Development of a dynamic delivery method for in vitro bioassays.

Measuring the biological activity of hydrophobic chemicals using in vitro assays is challenging because their aqueous solubility is low and the high density of bio-suspensions strongly decreases the bioavailability of hydrophobic pollutants. Dynamic dosing by partitioning from a stable polymer has a potential to overcome these limitations. Poly(dimethylsiloxane) (PDMS) was chosen due to its documented bio-compatibility and excellent partitioning properties. PDMS sheets were loaded with five polycyclic aromatic hydrocarbons (PAHs) and then immersed in model bio-suspensions composed of membrane vesicles ("chromatophores", composed of 30% lipids and 70% proteins) isolated from the photosynthetic bacterium Rhodobacter sphaeroides or phospholipid bilayer vesicles (liposomes) composed of palmitoyl-oleoyl phosphatidylcholine (POPC). Method development included the determination of partition coefficients between chromatophores or liposomes and water, desorption rate constants from PDMS to bio-suspensions, and diffusion resistances in both PDMS and bio-suspensions. The release of the PAHs from the PDMS into the bio-suspensions was measured and modeled as a combination of diffusion in pure water and diffusion in a completely mixed solvent composed of water and bio-suspensions.
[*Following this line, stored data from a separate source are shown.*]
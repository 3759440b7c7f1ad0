//! ProfSage — professor recommendation chat server.

use std::sync::Arc;

use profsage_chat::pipeline::TOP_K;
use profsage_core::ProfSageConfig;
use profsage_server::{build_router, AppState};
use tracing::info;
use tracing_subscriber::EnvFilter;

fn print_help() {
    println!("ProfSage — professor recommendation chat server");
    println!();
    println!("Usage: profsage [command]");
    println!();
    println!("Commands:");
    println!("  (none)          Start the server");
    println!("  check-config    Print the resolved configuration (keys masked)");
    println!("  help            Show this help message");
    println!();
    println!("Required environment: OPENAI_API_KEY, PINECONE_API_KEY");
    println!("Optional: PROFSAGE_CONFIG (JSON file), PORT, PINECONE_INDEX_HOST, ...");
}

#[tokio::main]
async fn main() -> anyhow::Result<()> {
    // Initialize tracing
    tracing_subscriber::fmt()
        .with_env_filter(
            EnvFilter::try_from_default_env().unwrap_or_else(|_| EnvFilter::new("info")),
        )
        .init();

    let args: Vec<String> = std::env::args().collect();

    if args.len() > 1 {
        match args[1].as_str() {
            "check-config" | "--check-config" => {
                let config = ProfSageConfig::from_env()?;
                println!("{}", serde_json::to_string_pretty(&config.redacted())?);
                let missing = config.missing_credentials();
                if !missing.is_empty() {
                    eprintln!("Missing: {}", missing.join(", "));
                    std::process::exit(1);
                }
                return Ok(());
            }
            "--help" | "-h" | "help" => {
                print_help();
                return Ok(());
            }
            _ => {
                eprintln!("Unknown command: {}. Use 'profsage help' for usage.", args[1]);
                std::process::exit(1);
            }
        }
    }

    let config = ProfSageConfig::from_env()?;
    let port = config.port;
    info!(
        "Index {}/{} (top {}), models {} + {}",
        config.index_name, config.namespace, TOP_K, config.embedding_model, config.chat_model
    );

    let state = Arc::new(AppState::new(config)?);
    let app = build_router(state);

    let addr = format!("0.0.0.0:{}", port);
    let listener = tokio::net::TcpListener::bind(&addr).await?;
    info!("ProfSage server listening on {}", addr);

    axum::serve(listener, app).await?;

    Ok(())
}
The mass transfer resistance for the release was lower in the PDMS than in the tested solutions, which demonstrates that PDMS can efficiently deliver PAHs even to dense biosuspensions. The contribution of aqueous diffusion to the mass transfer decreased with increasing hydrophobicity of the PAHs indicating that hydrophobic chemicals are efficiently transported with suspended biomaterial. The passive dosing system is versatile and offers a number of applications. Promising are tests with instantaneous response, where the time-dependent effect can be translated to concentration-effect curves but the system is also applicable for assuring constant dosing for longer-term testing.